Adrienne knelt patiently on the right of the weed-covered path and Balint, on her left, found his good humour gradually evaporating. During the long silent wait he began to ponder consciously on a theme that had hitherto lurked only in his subconscious. What was that Nitwit doing at Varjas? Why did he ride more than forty kilometres a day leaving his mistress, Dinora Abonyi, all alone? Surely not just to play tennis?
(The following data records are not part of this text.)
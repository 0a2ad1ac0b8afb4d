use std::sync::atomic::{AtomicBool, Ordering};
use std::time::Instant;

use parking_lot::Mutex;

use crate::api::{
    BrokerConfig, BrokerStats, DequeueResult, DequeuedRequest, EnqueueError, TenantId, WorkerId,
    WorkerShuttingDown,
};
use crate::assignments::TenantWorkerAssignments;
use crate::state::{StatsCounters, WorkSignal};
use crate::tree::TreeQueue;

struct BrokerState<T> {
    tree: TreeQueue<T>,
    assignments: TenantWorkerAssignments,
}

/// Multi-tenant request-queue broker.
///
/// Producers enqueue requests per tenant; workers pull them out in a global
/// round-robin over tenants, restricted to each tenant's shuffle-sharded
/// worker subset. The per-tenant FIFOs, the tenant rotation order, and the
/// tenant-to-worker assignments are guarded by one mutex, so every public
/// operation observes and leaves them consistent.
pub struct Broker<T> {
    state: Mutex<BrokerState<T>>,
    stats: StatsCounters,
    work_signal: WorkSignal,
    closed: AtomicBool,
}

impl<T> Broker<T> {
    /// Rotation index a worker passes on its first dequeue to start at the
    /// head of the order.
    pub const START_INDEX: isize = -1;

    pub fn new(config: BrokerConfig) -> Self {
        Self {
            state: Mutex::new(BrokerState {
                tree: TreeQueue::new(config.max_tenant_queue_size),
                assignments: TenantWorkerAssignments::new(config.forget_delay),
            }),
            stats: StatsCounters::new(),
            work_signal: WorkSignal::new(),
            closed: AtomicBool::new(false),
        }
    }

    /// Appends a request to the tenant's FIFO, creating the tenant (and its
    /// shard, when `tenant_max_workers` calls for one) as needed.
    pub fn enqueue_back(
        &self,
        tenant_id: &TenantId,
        payload: T,
        tenant_max_workers: usize,
    ) -> Result<(), EnqueueError> {
        if self.closed.load(Ordering::Acquire) {
            return Err(EnqueueError::Closed);
        }

        let mut state = self.state.lock();
        if self.closed.load(Ordering::Acquire) {
            return Err(EnqueueError::Closed);
        }
        state
            .assignments
            .create_or_update_tenant(tenant_id, tenant_max_workers)?;

        let path = [tenant_id.as_str()];
        if let Err(cause) = state.tree.enqueue_back_by_path(&path, payload) {
            drop(state);
            self.stats.rejected.fetch_add(1, Ordering::Relaxed);
            return Err(EnqueueError::TooManyRequests(cause));
        }
        drop(state);

        self.stats.enqueued.fetch_add(1, Ordering::Relaxed);
        self.stats.queue_len.fetch_add(1, Ordering::Relaxed);
        self.work_signal.notify_all();
        Ok(())
    }

    /// Re-enqueues a previously dequeued request at the head of the tenant's
    /// FIFO, ahead of everything back-enqueued. Used after a dispatch
    /// failure; the length cap is deliberately not enforced here.
    pub fn enqueue_front(
        &self,
        tenant_id: &TenantId,
        payload: T,
        tenant_max_workers: usize,
    ) -> Result<(), EnqueueError> {
        if self.closed.load(Ordering::Acquire) {
            return Err(EnqueueError::Closed);
        }

        let mut state = self.state.lock();
        if self.closed.load(Ordering::Acquire) {
            return Err(EnqueueError::Closed);
        }
        state
            .assignments
            .create_or_update_tenant(tenant_id, tenant_max_workers)?;

        let path = [tenant_id.as_str()];
        state.tree.enqueue_front_by_path(&path, payload);
        drop(state);

        self.stats.requeued.fetch_add(1, Ordering::Relaxed);
        self.stats.queue_len.fetch_add(1, Ordering::Relaxed);
        self.work_signal.notify_all();
        Ok(())
    }

    /// Hands the worker the next request it is eligible for, advancing the
    /// tenant rotation from just past `last_tenant_index`. A tenant drained
    /// by the dequeue is dropped from the rotation.
    ///
    /// New workers pass [`Broker::START_INDEX`]; afterwards they pass the
    /// `tenant_index` (or `last_tenant_index`) of the previous result.
    pub fn dequeue_for_worker(
        &self,
        last_tenant_index: isize,
        worker_id: &WorkerId,
    ) -> Result<DequeueResult<T>, WorkerShuttingDown> {
        let mut state = self.state.lock();

        let next = state
            .assignments
            .next_tenant_for_worker(last_tenant_index, worker_id)?;
        let Some((tenant_id, tenant_index)) = next else {
            drop(state);
            if self.closed.load(Ordering::Acquire) {
                return Ok(DequeueResult::Closed);
            }
            return Ok(DequeueResult::Empty { last_tenant_index });
        };

        let path = [tenant_id.as_str()];
        let payload = state.tree.dequeue_by_path(&path);
        if state.tree.get_node(&path).is_none() {
            // The dequeue drained and removed the leaf; retire the tenant.
            state.assignments.remove_tenant(&tenant_id);
        }
        drop(state);

        match payload {
            Some(payload) => {
                self.stats.dequeued.fetch_add(1, Ordering::Relaxed);
                self.stats.queue_len.fetch_sub(1, Ordering::Relaxed);
                Ok(DequeueResult::Request(DequeuedRequest {
                    payload,
                    tenant: tenant_id,
                    tenant_index,
                }))
            }
            // The rotation matched a tenant whose FIFO was already empty
            // (left behind by a rejected enqueue). It has been retired; the
            // caller resumes after the matched position.
            None => Ok(DequeueResult::Empty {
                last_tenant_index: tenant_index,
            }),
        }
    }

    /// Like [`Broker::dequeue_for_worker`], but parks the calling thread
    /// until a request, a shutdown notice for this worker, or a broker close
    /// arrives.
    pub fn dequeue_blocking(
        &self,
        last_tenant_index: isize,
        worker_id: &WorkerId,
    ) -> Result<DequeueResult<T>, WorkerShuttingDown> {
        let mut index = last_tenant_index;
        loop {
            let observed = self.work_signal.current();
            match self.dequeue_for_worker(index, worker_id)? {
                DequeueResult::Request(request) => return Ok(DequeueResult::Request(request)),
                DequeueResult::Closed => return Ok(DequeueResult::Closed),
                DequeueResult::Empty { last_tenant_index } => {
                    if self.closed.load(Ordering::Acquire) {
                        return Ok(DequeueResult::Closed);
                    }
                    index = last_tenant_index;
                    self.work_signal.wait_for_change(observed);
                }
            }
        }
    }

    /// Registers a worker connection. The first connection from a new worker
    /// reshuffles every tenant's assignment.
    pub fn add_worker_connection(&self, worker_id: &WorkerId) {
        let mut state = self.state.lock();
        state.assignments.add_worker_connection(worker_id);
        drop(state);
        self.work_signal.notify_all();
    }

    /// Unregisters one worker connection. When the last connection drops, the
    /// worker is removed immediately if it announced shutdown or the forget
    /// delay is disabled; otherwise it lingers until forgotten.
    pub fn remove_worker_connection(&self, worker_id: &WorkerId, now: Instant) {
        let mut state = self.state.lock();
        state.assignments.remove_worker_connection(worker_id, now);
        drop(state);
        self.work_signal.notify_all();
    }

    /// Records a graceful-shutdown notice; the worker stops receiving
    /// requests at once and is removed when its last connection drops.
    /// Unknown workers are ignored, so duplicate notices are harmless.
    pub fn notify_worker_shutdown(&self, worker_id: &WorkerId) {
        let mut state = self.state.lock();
        state.assignments.notify_worker_shutdown(worker_id);
        drop(state);
        self.work_signal.notify_all();
    }

    /// Removes workers disconnected for longer than the forget delay,
    /// returning how many were dropped. Meant to be driven by a periodic
    /// tick well below the forget delay.
    pub fn forget_disconnected_workers(&self, now: Instant) -> usize {
        let mut state = self.state.lock();
        let forgotten = state.assignments.forget_disconnected_workers(now);
        drop(state);

        if forgotten > 0 {
            self.stats
                .forgotten_workers
                .fetch_add(forgotten as u64, Ordering::Relaxed);
            self.work_signal.notify_all();
        }
        forgotten
    }

    /// True iff no tenant has a queued request.
    pub fn is_empty(&self) -> bool {
        self.state.lock().tree.is_empty()
    }

    /// Rejects further enqueues and wakes every blocked worker so they can
    /// observe the close. Already-queued requests stay dequeueable.
    pub fn close(&self) {
        let was_closed = self.closed.swap(true, Ordering::Release);
        if !was_closed {
            self.work_signal.notify_all();
        }
    }

    pub fn is_closed(&self) -> bool {
        self.closed.load(Ordering::Acquire)
    }

    pub fn stats(&self) -> BrokerStats {
        let (tenants, workers) = {
            let state = self.state.lock();
            (
                state.assignments.tenants.len() as u64,
                state.assignments.workers.len() as u64,
            )
        };

        BrokerStats {
            enqueued: self.stats.enqueued.load(Ordering::Relaxed),
            requeued: self.stats.requeued.load(Ordering::Relaxed),
            dequeued: self.stats.dequeued.load(Ordering::Relaxed),
            rejected: self.stats.rejected.load(Ordering::Relaxed),
            forgotten_workers: self.stats.forgotten_workers.load(Ordering::Relaxed),
            queue_len: self.stats.queue_len.load(Ordering::Relaxed),
            tenants,
            workers,
        }
    }

    #[cfg(test)]
    pub(crate) fn with_state<R>(
        &self,
        f: impl FnOnce(&TreeQueue<T>, &TenantWorkerAssignments) -> R,
    ) -> R {
        let state = self.state.lock();
        f(&state.tree, &state.assignments)
    }

    #[cfg(test)]
    pub(crate) fn assert_invariants(&self) {
        let state = self.state.lock();
        state.assignments.assert_invariants();
    }
}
He was convinced that it was a pretext to cover up a much more sinister purpose.

Balint’s instinct was not wrong. But he was not right in thinking that the Austrian lieutenant was chasing Adrienne. Wickwitz came to Varjas, not for Adrienne’s sake but to pay court to Judith. He was so good at concealing his intentions that no one, except Judith herself, noticed anything out of the usual; and even she was not sure, because Egon Wickwitz was very careful, very silent and very shrewd.

His request for long leave had been granted immediately. He had not wanted to ask for it but he had had no alternative. He had serious debts which he could not meet, and unless these were settled he would automatically be dismissed from the army in disgrace. His colonel had sent for him and said that, out of respect for Egon’s father who had commanded the same regiment, he would take no action for the moment. But he had also said that he could not avoid taking notice of the situation if Wickwitz were to remain with the regiment at Brasso. He must therefore go on leave at once and find a solution to the problem and, until he had found it, he should not return. The next day Wickwitz applied for six months’ leave. He had to find something … but what?